[Collected data entries]

***

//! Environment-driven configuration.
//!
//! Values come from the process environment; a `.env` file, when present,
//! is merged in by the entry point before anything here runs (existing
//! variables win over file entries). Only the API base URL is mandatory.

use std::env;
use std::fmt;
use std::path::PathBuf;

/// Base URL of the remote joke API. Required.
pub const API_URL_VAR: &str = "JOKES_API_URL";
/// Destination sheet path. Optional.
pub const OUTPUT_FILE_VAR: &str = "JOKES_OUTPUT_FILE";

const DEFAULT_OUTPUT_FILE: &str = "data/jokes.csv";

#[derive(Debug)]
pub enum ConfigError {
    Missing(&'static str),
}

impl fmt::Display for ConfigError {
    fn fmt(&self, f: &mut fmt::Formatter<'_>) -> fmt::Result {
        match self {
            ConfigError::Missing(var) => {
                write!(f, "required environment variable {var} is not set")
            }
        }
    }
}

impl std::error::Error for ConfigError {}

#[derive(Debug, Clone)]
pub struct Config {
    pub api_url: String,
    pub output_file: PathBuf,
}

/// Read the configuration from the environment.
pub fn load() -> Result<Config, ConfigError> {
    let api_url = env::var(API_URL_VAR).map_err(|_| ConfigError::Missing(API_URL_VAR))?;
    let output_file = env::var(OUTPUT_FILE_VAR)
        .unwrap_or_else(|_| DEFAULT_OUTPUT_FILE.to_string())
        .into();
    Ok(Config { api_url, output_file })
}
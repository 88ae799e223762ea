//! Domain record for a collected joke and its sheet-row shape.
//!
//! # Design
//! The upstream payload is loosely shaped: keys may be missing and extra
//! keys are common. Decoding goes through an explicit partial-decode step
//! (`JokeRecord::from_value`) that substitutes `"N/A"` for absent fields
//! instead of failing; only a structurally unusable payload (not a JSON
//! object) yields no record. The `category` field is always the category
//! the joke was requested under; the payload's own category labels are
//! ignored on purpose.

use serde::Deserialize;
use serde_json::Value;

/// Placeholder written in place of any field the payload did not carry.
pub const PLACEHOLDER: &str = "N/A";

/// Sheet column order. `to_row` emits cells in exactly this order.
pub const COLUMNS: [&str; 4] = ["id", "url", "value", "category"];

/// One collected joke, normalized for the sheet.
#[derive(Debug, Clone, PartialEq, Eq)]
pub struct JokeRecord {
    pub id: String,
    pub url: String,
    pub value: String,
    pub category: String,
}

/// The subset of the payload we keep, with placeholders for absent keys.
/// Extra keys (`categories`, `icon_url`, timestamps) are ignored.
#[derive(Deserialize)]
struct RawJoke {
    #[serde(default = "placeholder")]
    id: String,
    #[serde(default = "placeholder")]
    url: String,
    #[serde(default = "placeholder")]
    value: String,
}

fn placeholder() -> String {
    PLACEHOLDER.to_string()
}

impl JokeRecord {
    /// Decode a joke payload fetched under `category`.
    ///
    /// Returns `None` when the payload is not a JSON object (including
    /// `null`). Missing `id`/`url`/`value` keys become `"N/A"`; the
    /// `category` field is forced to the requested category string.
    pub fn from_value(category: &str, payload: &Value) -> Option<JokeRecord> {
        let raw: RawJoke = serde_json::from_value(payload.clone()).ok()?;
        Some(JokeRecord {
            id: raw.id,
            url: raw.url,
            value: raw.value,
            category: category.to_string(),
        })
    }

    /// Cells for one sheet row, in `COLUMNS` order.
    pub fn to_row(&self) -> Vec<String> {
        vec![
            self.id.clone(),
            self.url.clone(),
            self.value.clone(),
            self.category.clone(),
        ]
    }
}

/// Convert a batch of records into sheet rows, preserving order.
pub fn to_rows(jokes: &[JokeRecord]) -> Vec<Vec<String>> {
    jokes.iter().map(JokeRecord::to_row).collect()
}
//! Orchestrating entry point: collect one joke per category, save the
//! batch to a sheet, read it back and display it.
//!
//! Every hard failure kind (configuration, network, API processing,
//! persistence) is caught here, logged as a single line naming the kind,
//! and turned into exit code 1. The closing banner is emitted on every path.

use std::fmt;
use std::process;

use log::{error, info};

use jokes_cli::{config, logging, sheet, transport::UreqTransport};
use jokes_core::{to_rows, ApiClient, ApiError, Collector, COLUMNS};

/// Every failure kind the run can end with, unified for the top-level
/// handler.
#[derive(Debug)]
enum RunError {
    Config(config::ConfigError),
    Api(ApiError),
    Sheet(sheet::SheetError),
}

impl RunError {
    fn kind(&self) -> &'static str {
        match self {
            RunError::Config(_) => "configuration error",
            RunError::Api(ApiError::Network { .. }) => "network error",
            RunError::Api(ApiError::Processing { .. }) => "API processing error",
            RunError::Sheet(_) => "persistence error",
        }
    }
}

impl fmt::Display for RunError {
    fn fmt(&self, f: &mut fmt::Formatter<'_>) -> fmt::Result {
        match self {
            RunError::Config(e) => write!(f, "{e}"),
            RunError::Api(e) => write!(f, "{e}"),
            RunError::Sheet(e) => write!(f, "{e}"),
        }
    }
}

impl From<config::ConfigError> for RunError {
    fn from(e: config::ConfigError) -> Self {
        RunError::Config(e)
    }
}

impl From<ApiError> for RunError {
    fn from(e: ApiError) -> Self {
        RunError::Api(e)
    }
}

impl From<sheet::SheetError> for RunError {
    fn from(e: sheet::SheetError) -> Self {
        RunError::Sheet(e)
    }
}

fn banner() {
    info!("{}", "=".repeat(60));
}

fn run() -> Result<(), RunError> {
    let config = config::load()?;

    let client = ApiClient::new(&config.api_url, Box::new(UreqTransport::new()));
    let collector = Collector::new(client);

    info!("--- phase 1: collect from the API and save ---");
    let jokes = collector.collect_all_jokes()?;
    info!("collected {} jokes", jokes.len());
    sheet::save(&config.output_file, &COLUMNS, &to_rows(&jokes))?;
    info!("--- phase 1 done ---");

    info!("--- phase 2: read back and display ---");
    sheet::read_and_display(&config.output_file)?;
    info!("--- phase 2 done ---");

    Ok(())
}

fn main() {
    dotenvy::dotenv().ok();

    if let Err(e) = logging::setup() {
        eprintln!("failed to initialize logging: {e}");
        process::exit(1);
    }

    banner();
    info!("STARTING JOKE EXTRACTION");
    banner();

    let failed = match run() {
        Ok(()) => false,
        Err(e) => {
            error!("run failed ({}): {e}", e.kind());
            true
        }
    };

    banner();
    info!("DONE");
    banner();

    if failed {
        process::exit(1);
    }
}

***

A word-for-word repeat of the full data is needed.

* WORKED SOLUTION
//! Environment-driven configuration.
//!
//! Values come from the process environment; a `.env` file, when present,
//! is merged in by the entry point before anything here runs (existing
//! variables win over file entries). Only the API base URL is mandatory.

use std::env;
use std::fmt;
use std::path::PathBuf;

/// Base URL of the remote joke API. Required.
pub const API_URL_VAR: &str = "JOKES_API_URL";
/// Destination sheet path. Optional.
pub const OUTPUT_FILE_VAR: &str = "JOKES_OUTPUT_FILE";

const DEFAULT_OUTPUT_FILE: &str = "data/jokes.csv";

#[derive(Debug)]
pub enum ConfigError {
    Missing(&'static str),
}

impl fmt::Display for ConfigError {
    fn fmt(&self, f: &mut fmt::Formatter<'_>) -> fmt::Result {
        match self {
            ConfigError::Missing(var) => {
                write!(f, "required environment variable {var} is not set")
            }
        }
    }
}

impl std::error::Error for ConfigError {}

#[derive(Debug, Clone)]
pub struct Config {
    pub api_url: String,
    pub output_file: PathBuf,
}

/// Read the configuration from the environment.
pub fn load() -> Result<Config, ConfigError> {
    let api_url = env::var(API_URL_VAR).map_err(|_| ConfigError::Missing(API_URL_VAR))?;
    let output_file = env::var(OUTPUT_FILE_VAR)
        .unwrap_or_else(|_| DEFAULT_OUTPUT_FILE.to_string())
        .into();
    Ok(Config { api_url, output_file })
}
repository 88ae799e223762ea
//! Domain record for a collected joke and its sheet-row shape.
//!
//! # Design
//! The upstream payload is loosely shaped: keys may be missing and extra
//! keys are common. Decoding goes through an explicit partial-decode step
//! (`JokeRecord::from_value`) that substitutes `"N/A"` for absent fields
//! instead of failing; only a structurally unusable payload (not a JSON
//! object) yields no record. The `category` field is always the category
//! the joke was requested under; the payload's own category labels are
//! ignored on purpose.

use serde::Deserialize;
use serde_json::Value;

/// Placeholder written in place of any field the payload did not carry.
pub const PLACEHOLDER: &str = "N/A";

/// Sheet column order. `to_row` emits cells in exactly this order.
pub const COLUMNS: [&str; 4] = ["id", "url", "value", "category"];

/// One collected joke, normalized for the sheet.
#[derive(Debug, Clone, PartialEq, Eq)]
pub struct JokeRecord {
    pub id: String,
    pub url: String,
    pub value: String,
    pub category: String,
}

/// The subset of the payload we keep, with placeholders for absent keys.
/// Extra keys (`categories`, `icon_url`, timestamps) are ignored.
#[derive(Deserialize)]
struct RawJoke {
    #[serde(default = "placeholder")]
    id: String,
    #[serde(default = "placeholder")]
    url: String,
    #[serde(default = "placeholder")]
    value: String,
}

fn placeholder() -> String {
    PLACEHOLDER.to_string()
}

impl JokeRecord {
    /// Decode a joke payload fetched under `category`.
    ///
    /// Returns `None` when the payload is not a JSON object (including
    /// `null`). Missing `id`/`url`/`value` keys become `"N/A"`; the
    /// `category` field is forced to the requested category string.
    pub fn from_value(category: &str, payload: &Value) -> Option<JokeRecord> {
        let raw: RawJoke = serde_json::from_value(payload.clone()).ok()?;
        Some(JokeRecord {
            id: raw.id,
            url: raw.url,
            value: raw.value,
            category: category.to_string(),
        })
    }

    /// Cells for one sheet row, in `COLUMNS` order.
    pub fn to_row(&self) -> Vec<String> {
        vec![
            self.id.clone(),
            self.url.clone(),
            self.value.clone(),
            self.category.clone(),
        ]
    }
}

/// Convert a batch of records into sheet rows, preserving order.
pub fn to_rows(jokes: &[JokeRecord]) -> Vec<Vec<String>> {
    jokes.iter().map(JokeRecord::to_row).collect()
}
//! Orchestrating entry point: collect one joke per category, save the
//! batch to a sheet, read it back and display it.
//!
//! Every hard failure kind (configuration, network, API processing,
//! persistence) is caught here, logged as a single line naming the kind,
//! and turned into exit code 1. The closing banner is emitted on every path.

use std::fmt;
use std::process;

use log::{error, info};

use jokes_cli::{config, logging, sheet, transport::UreqTransport};
use jokes_core::{to_rows, ApiClient, ApiError, Collector, COLUMNS};

/// Every failure kind the run can end with, unified for the top-level
/// handler.
#[derive(Debug)]
enum RunError {
    Config(config::ConfigError),
    Api(ApiError),
    Sheet(sheet::SheetError),
}

impl RunError {
    fn kind(&self) -> &'static str {
        match self {
            RunError::Config(_) => "configuration error",
            RunError::Api(ApiError::Network { .. }) => "network error",
            RunError::Api(ApiError::Processing { .. }) => "API processing error",
            RunError::Sheet(_) => "persistence error",
        }
    }
}

impl fmt::Display for RunError {
    fn fmt(&self, f: &mut fmt::Formatter<'_>) -> fmt::Result {
        match self {
            RunError::Config(e) => write!(f, "{e}"),
            RunError::Api(e) => write!(f, "{e}"),
            RunError::Sheet(e) => write!(f, "{e}"),
        }
    }
}

impl From<config::ConfigError> for RunError {
    fn from(e: config::ConfigError) -> Self {
        RunError::Config(e)
    }
}

impl From<ApiError> for RunError {
    fn from(e: ApiError) -> Self {
        RunError::Api(e)
    }
}

impl From<sheet::SheetError> for RunError {
    fn from(e: sheet::SheetError) -> Self {
        RunError::Sheet(e)
    }
}

fn banner() {
    info!("{}", "=".repeat(60));
}

fn run() -> Result<(), RunError> {
    let config = config::load()?;

    let client = ApiClient::new(&config.api_url, Box::new(UreqTransport::new()));
    let collector = Collector::new(client);

    info!("--- phase 1: collect from the API and save ---");
    let jokes = collector.collect_all_jokes()?;
    info!("collected {} jokes", jokes.len());
    sheet::save(&config.output_file, &COLUMNS, &to_rows(&jokes))?;
    info!("--- phase 1 done ---");

    info!("--- phase 2: read back and display ---");
    sheet::read_and_display(&config.output_file)?;
    info!("--- phase 2 done ---");

    Ok(())
}

fn main() {
    dotenvy::dotenv().ok();

    if let Err(e) = logging::setup() {
        eprintln!("failed to initialize logging: {e}");
        process::exit(1);
    }

    banner();
    info!("STARTING JOKE EXTRACTION");
    banner();

    let failed = match run() {
        Ok(()) => false,
        Err(e) => {
            error!("run failed ({}): {e}", e.kind());
            true
        }
    };

    banner();
    info!("DONE");
    banner();

    if failed {
        process::exit(1);
    }
}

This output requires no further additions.